[Collected data]
★ ★ ★ ★ ★

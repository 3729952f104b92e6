//! Outbound request records for the chat completions endpoint.
//!
//! Every record validates its own invariants at construction time; a value
//! that exists is a value that is well-formed. Unknown fields are kept in a
//! flattened `extra` map and round-trip on serialization.

use serde::{Deserialize, Serialize};
use serde_json::{Map, Value};
use std::fmt;
use std::str::FromStr;

use crate::{Error, Result};

/// Message role. Only these three roles are accepted by the endpoint.
#[derive(Debug, Clone, Copy, PartialEq, Eq, Serialize, Deserialize)]
#[serde(rename_all = "lowercase")]
pub enum Role {
    System,
    User,
    Assistant,
}

impl Role {
    pub fn as_str(&self) -> &'static str {
        match self {
            Role::System => "system",
            Role::User => "user",
            Role::Assistant => "assistant",
        }
    }
}

impl fmt::Display for Role {
    fn fmt(&self, f: &mut fmt::Formatter<'_>) -> fmt::Result {
        f.write_str(self.as_str())
    }
}

impl FromStr for Role {
    type Err = Error;

    fn from_str(s: &str) -> Result<Self> {
        match s {
            "system" => Ok(Role::System),
            "user" => Ok(Role::User),
            "assistant" => Ok(Role::Assistant),
            other => Err(Error::validation(format!(
                "role must be one of: system, user, assistant (got {other:?})"
            ))),
        }
    }
}

/// Message content: either a plain string or an ordered list of parts.
#[derive(Debug, Clone, PartialEq, Serialize, Deserialize)]
#[serde(untagged)]
pub enum MessageContent {
    Text(String),
    Parts(Vec<ContentPart>),
}

impl MessageContent {
    pub fn text(text: impl Into<String>) -> Self {
        MessageContent::Text(text.into())
    }

    pub fn parts(parts: Vec<ContentPart>) -> Self {
        MessageContent::Parts(parts)
    }
}

impl From<&str> for MessageContent {
    fn from(text: &str) -> Self {
        MessageContent::Text(text.to_string())
    }
}

impl From<String> for MessageContent {
    fn from(text: String) -> Self {
        MessageContent::Text(text)
    }
}

/// One unit of multi-modal content within a message.
///
/// Invariant: `text` is present if and only if the part type is `"text"`.
/// Fields are private so that no construction path, including
/// deserialization, can observe a part that violates it.
#[derive(Debug, Clone, PartialEq, Serialize, Deserialize)]
#[serde(try_from = "ContentPartWire")]
pub struct ContentPart {
    #[serde(rename = "type")]
    kind: String,
    #[serde(skip_serializing_if = "Option::is_none")]
    text: Option<String>,
    #[serde(skip_serializing_if = "Option::is_none")]
    image_url: Option<String>,
    #[serde(skip_serializing_if = "Option::is_none")]
    input_audio: Option<String>,
    #[serde(flatten)]
    extra: Map<String, Value>,
}

/// Raw wire shape; promoted to [`ContentPart`] only if the invariant holds.
#[derive(Deserialize)]
struct ContentPartWire {
    #[serde(rename = "type")]
    kind: String,
    text: Option<String>,
    image_url: Option<String>,
    input_audio: Option<String>,
    #[serde(flatten)]
    extra: Map<String, Value>,
}

impl TryFrom<ContentPartWire> for ContentPart {
    type Error = Error;

    fn try_from(wire: ContentPartWire) -> Result<Self> {
        let part = ContentPart {
            kind: wire.kind,
            text: wire.text,
            image_url: wire.image_url,
            input_audio: wire.input_audio,
            extra: wire.extra,
        };
        part.check_text_pairing()?;
        Ok(part)
    }
}

impl ContentPart {
    /// Construct a part from a type discriminator and an optional text
    /// payload, enforcing the text/type pairing invariant.
    pub fn new(kind: impl Into<String>, text: Option<String>) -> Result<Self> {
        let part = Self {
            kind: kind.into(),
            text,
            image_url: None,
            input_audio: None,
            extra: Map::new(),
        };
        part.check_text_pairing()?;
        Ok(part)
    }

    /// A `"text"` part.
    pub fn text(text: impl Into<String>) -> Self {
        Self {
            kind: "text".to_string(),
            text: Some(text.into()),
            image_url: None,
            input_audio: None,
            extra: Map::new(),
        }
    }

    /// An `"image_url"` part.
    pub fn image_url(url: impl Into<String>) -> Self {
        Self {
            kind: "image_url".to_string(),
            text: None,
            image_url: Some(url.into()),
            input_audio: None,
            extra: Map::new(),
        }
    }

    /// An `"input_audio"` part.
    pub fn input_audio(data: impl Into<String>) -> Self {
        Self {
            kind: "input_audio".to_string(),
            text: None,
            image_url: None,
            input_audio: Some(data.into()),
            extra: Map::new(),
        }
    }

    /// Attach an image payload to a non-text part built via [`ContentPart::new`].
    pub fn with_image_url(mut self, url: impl Into<String>) -> Self {
        self.image_url = Some(url.into());
        self
    }

    /// Attach an audio payload to a non-text part built via [`ContentPart::new`].
    pub fn with_input_audio(mut self, data: impl Into<String>) -> Self {
        self.input_audio = Some(data.into());
        self
    }

    /// Attach an additional field that is passed through to the wire as-is.
    pub fn with_extra(mut self, key: impl Into<String>, value: Value) -> Self {
        self.extra.insert(key.into(), value);
        self
    }

    pub fn kind(&self) -> &str {
        &self.kind
    }

    pub fn text_payload(&self) -> Option<&str> {
        self.text.as_deref()
    }

    pub fn image_url_payload(&self) -> Option<&str> {
        self.image_url.as_deref()
    }

    pub fn input_audio_payload(&self) -> Option<&str> {
        self.input_audio.as_deref()
    }

    pub fn extra(&self) -> &Map<String, Value> {
        &self.extra
    }

    fn check_text_pairing(&self) -> Result<()> {
        if self.kind == "text" && self.text.is_none() {
            return Err(Error::validation(
                "text must be provided when content part type is \"text\"",
            ));
        }
        if self.kind != "text" && self.text.is_some() {
            return Err(Error::validation(format!(
                "text cannot be provided when content part type is {:?}",
                self.kind
            )));
        }
        Ok(())
    }
}

/// One turn in a conversation.
///
/// The role is an enum, so an invalid role is unrepresentable here; input
/// arriving as a string goes through [`Message::from_role`] or
/// [`Role::from_str`], which reject anything outside the allowed set.
#[derive(Debug, Clone, PartialEq, Serialize, Deserialize)]
pub struct Message {
    pub role: Role,
    pub content: MessageContent,
    #[serde(default, skip_serializing_if = "Option::is_none")]
    pub name: Option<String>,
    #[serde(flatten)]
    pub extra: Map<String, Value>,
}

impl Message {
    pub fn system(text: impl Into<String>) -> Self {
        Self::with_content(Role::System, MessageContent::Text(text.into()))
    }

    pub fn user(text: impl Into<String>) -> Self {
        Self::with_content(Role::User, MessageContent::Text(text.into()))
    }

    pub fn assistant(text: impl Into<String>) -> Self {
        Self::with_content(Role::Assistant, MessageContent::Text(text.into()))
    }

    pub fn with_content(role: Role, content: MessageContent) -> Self {
        Self {
            role,
            content,
            name: None,
            extra: Map::new(),
        }
    }

    /// Build a message from a dynamically supplied role string.
    pub fn from_role(role: &str, content: impl Into<MessageContent>) -> Result<Self> {
        Ok(Self::with_content(role.parse()?, content.into()))
    }

    /// Optional label for the message author.
    pub fn with_name(mut self, name: impl Into<String>) -> Self {
        self.name = Some(name.into());
        self
    }

    /// Attach an additional field that is passed through to the wire as-is.
    pub fn with_extra(mut self, key: impl Into<String>, value: Value) -> Self {
        self.extra.insert(key.into(), value);
        self
    }
}

/// Scoring weights for the server-side model selector. Opaque to the client
/// beyond shape.
#[derive(Debug, Clone, Default, PartialEq, Serialize, Deserialize)]
pub struct ModelWeights {
    #[serde(default, skip_serializing_if = "Option::is_none")]
    pub price: Option<f64>,
    #[serde(default, skip_serializing_if = "Option::is_none")]
    pub error: Option<f64>,
    #[serde(default, skip_serializing_if = "Option::is_none")]
    pub start_latency: Option<f64>,
    #[serde(default, skip_serializing_if = "Option::is_none")]
    pub end_latency: Option<f64>,
    #[serde(flatten)]
    pub extra: Map<String, Value>,
}

/// Advanced model-selection directive, an alternative to naming a model
/// outright. Unrecognized fields pass through unrejected.
#[derive(Debug, Clone, Default, PartialEq, Serialize, Deserialize)]
pub struct ModelParams {
    #[serde(default, skip_serializing_if = "Option::is_none")]
    pub llms: Option<Vec<String>>,
    #[serde(default, skip_serializing_if = "Option::is_none")]
    pub exclude_llms: Option<Vec<String>>,
    #[serde(default, skip_serializing_if = "Option::is_none")]
    pub weights: Option<ModelWeights>,
    #[serde(default, skip_serializing_if = "Option::is_none")]
    pub imsn: Option<i64>,
    #[serde(default, skip_serializing_if = "Option::is_none")]
    pub max_input_cost: Option<f64>,
    #[serde(default, skip_serializing_if = "Option::is_none")]
    pub max_output_cost: Option<f64>,
    #[serde(flatten)]
    pub extra: Map<String, Value>,
}

impl ModelParams {
    pub fn new() -> Self {
        Self::default()
    }

    /// Candidate models the selector may route to.
    pub fn llms(mut self, llms: Vec<String>) -> Self {
        self.llms = Some(llms);
        self
    }

    /// Models the selector must not route to.
    pub fn exclude_llms(mut self, llms: Vec<String>) -> Self {
        self.exclude_llms = Some(llms);
        self
    }

    pub fn weights(mut self, weights: ModelWeights) -> Self {
        self.weights = Some(weights);
        self
    }

    pub fn imsn(mut self, imsn: i64) -> Self {
        self.imsn = Some(imsn);
        self
    }

    pub fn max_input_cost(mut self, cost: f64) -> Self {
        self.max_input_cost = Some(cost);
        self
    }

    pub fn max_output_cost(mut self, cost: f64) -> Self {
        self.max_output_cost = Some(cost);
        self
    }
}

/// Model argument for a request: a plain model name or a full
/// [`ModelParams`] directive.
#[derive(Debug, Clone, PartialEq, Serialize, Deserialize)]
#[serde(untagged)]
pub enum ModelSelector {
    Name(String),
    Params(ModelParams),
}

impl From<&str> for ModelSelector {
    fn from(name: &str) -> Self {
        ModelSelector::Name(name.to_string())
    }
}

impl From<String> for ModelSelector {
    fn from(name: String) -> Self {
        ModelSelector::Name(name)
    }
}

impl From<ModelParams> for ModelSelector {
    fn from(params: ModelParams) -> Self {
        ModelSelector::Params(params)
    }
}

#[cfg(test)]
mod tests {
    use super::*;
    use serde_json::json;

    #[test]
    fn test_role_parses_allowed_values() {
        assert_eq!("system".parse::<Role>().unwrap(), Role::System);
        assert_eq!("user".parse::<Role>().unwrap(), Role::User);
        assert_eq!("assistant".parse::<Role>().unwrap(), Role::Assistant);
    }

    #[test]
    fn test_role_rejects_unknown_values() {
        for role in ["tool", "function", "SYSTEM", "", "moderator"] {
            let err = role.parse::<Role>().unwrap_err();
            assert!(matches!(err, Error::Validation { .. }), "role {role:?}");
        }
    }

    #[test]
    fn test_message_from_role_rejects_unknown_role() {
        let err = Message::from_role("tool", "hi").unwrap_err();
        assert!(matches!(err, Error::Validation { .. }));
    }

    #[test]
    fn test_message_deserialization_rejects_unknown_role() {
        let result: std::result::Result<Message, _> =
            serde_json::from_value(json!({"role": "tool", "content": "hi"}));
        assert!(result.is_err());
    }

    #[test]
    fn test_content_part_text_requires_text() {
        let err = ContentPart::new("text", None).unwrap_err();
        assert!(matches!(err, Error::Validation { .. }));
    }

    #[test]
    fn test_content_part_text_with_text_succeeds() {
        let part = ContentPart::new("text", Some("x".to_string())).unwrap();
        assert_eq!(part.kind(), "text");
        assert_eq!(part.text_payload(), Some("x"));
    }

    #[test]
    fn test_content_part_non_text_rejects_text() {
        let err = ContentPart::new("image_url", Some("x".to_string())).unwrap_err();
        assert!(matches!(err, Error::Validation { .. }));
    }

    #[test]
    fn test_content_part_non_text_without_text_succeeds() {
        let part = ContentPart::new("image_url", None).unwrap();
        assert_eq!(part.kind(), "image_url");
        assert_eq!(part.text_payload(), None);
    }

    #[test]
    fn test_content_part_deserialization_enforces_pairing() {
        let result: std::result::Result<ContentPart, _> =
            serde_json::from_value(json!({"type": "text"}));
        assert!(result.is_err());

        let result: std::result::Result<ContentPart, _> =
            serde_json::from_value(json!({"type": "image_url", "text": "x"}));
        assert!(result.is_err());
    }

    #[test]
    fn test_message_serializes_plain_text_content() {
        let message = Message::user("Hello");
        let value = serde_json::to_value(&message).unwrap();
        assert_eq!(value, json!({"role": "user", "content": "Hello"}));
    }

    #[test]
    fn test_message_serializes_multi_part_content() {
        let message = Message::with_content(
            Role::User,
            MessageContent::parts(vec![
                ContentPart::text("describe this"),
                ContentPart::image_url("https://example.com/cat.png"),
            ]),
        );
        let value = serde_json::to_value(&message).unwrap();
        assert_eq!(
            value,
            json!({
                "role": "user",
                "content": [
                    {"type": "text", "text": "describe this"},
                    {"type": "image_url", "image_url": "https://example.com/cat.png"},
                ]
            })
        );
    }

    #[test]
    fn test_message_extra_fields_round_trip() {
        let message = Message::user("hi").with_extra("cache_hint", json!("aggressive"));
        let value = serde_json::to_value(&message).unwrap();
        assert_eq!(value["cache_hint"], json!("aggressive"));

        let back: Message = serde_json::from_value(value).unwrap();
        assert_eq!(back.extra.get("cache_hint"), Some(&json!("aggressive")));
    }

    #[test]
    fn test_model_selector_serializes_untagged() {
        let by_name = ModelSelector::from("gpt-4o");
        assert_eq!(serde_json::to_value(&by_name).unwrap(), json!("gpt-4o"));

        let by_params = ModelSelector::from(
            ModelParams::new()
                .llms(vec!["a".to_string(), "b".to_string()])
                .imsn(3),
        );
        assert_eq!(
            serde_json::to_value(&by_params).unwrap(),
            json!({"llms": ["a", "b"], "imsn": 3})
        );
    }

    #[test]
    fn test_model_params_unknown_fields_pass_through() {
        let params: ModelParams =
            serde_json::from_value(json!({"llms": ["a"], "future_knob": true})).unwrap();
        assert_eq!(params.extra.get("future_knob"), Some(&json!(true)));
        let value = serde_json::to_value(&params).unwrap();
        assert_eq!(value["future_knob"], json!(true));
    }
}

★ ★ ★ ★ ★

A verbatim transcription is needed of the lines above, starting at the line with "within a message." and ending at the line with "text/type pairing invariant.", both included, and of nothing else.

EXERCISE ANSWER
/// One unit of multi-modal content within a message.
///
/// Invariant: `text` is present if and only if the part type is `"text"`.
/// Fields are private so that no construction path, including
/// deserialization, can observe a part that violates it.
#[derive(Debug, Clone, PartialEq, Serialize, Deserialize)]
#[serde(try_from = "ContentPartWire")]
pub struct ContentPart {
    #[serde(rename = "type")]
    kind: String,
    #[serde(skip_serializing_if = "Option::is_none")]
    text: Option<String>,
    #[serde(skip_serializing_if = "Option::is_none")]
    image_url: Option<String>,
    #[serde(skip_serializing_if = "Option::is_none")]
    input_audio: Option<String>,
    #[serde(flatten)]
    extra: Map<String, Value>,
}

/// Raw wire shape; promoted to [`ContentPart`] only if the invariant holds.
#[derive(Deserialize)]
struct ContentPartWire {
    #[serde(rename = "type")]
    kind: String,
    text: Option<String>,
    image_url: Option<String>,
    input_audio: Option<String>,
    #[serde(flatten)]
    extra: Map<String, Value>,
}

impl TryFrom<ContentPartWire> for ContentPart {
    type Error = Error;

    fn try_from(wire: ContentPartWire) -> Result<Self> {
        let part = ContentPart {
            kind: wire.kind,
            text: wire.text,
            image_url: wire.image_url,
            input_audio: wire.input_audio,
            extra: wire.extra,
        };
        part.check_text_pairing()?;
        Ok(part)
    }
}

impl ContentPart {
    /// Construct a part from a type discriminator and an optional text
    /// payload, enforcing the text/type pairing invariant.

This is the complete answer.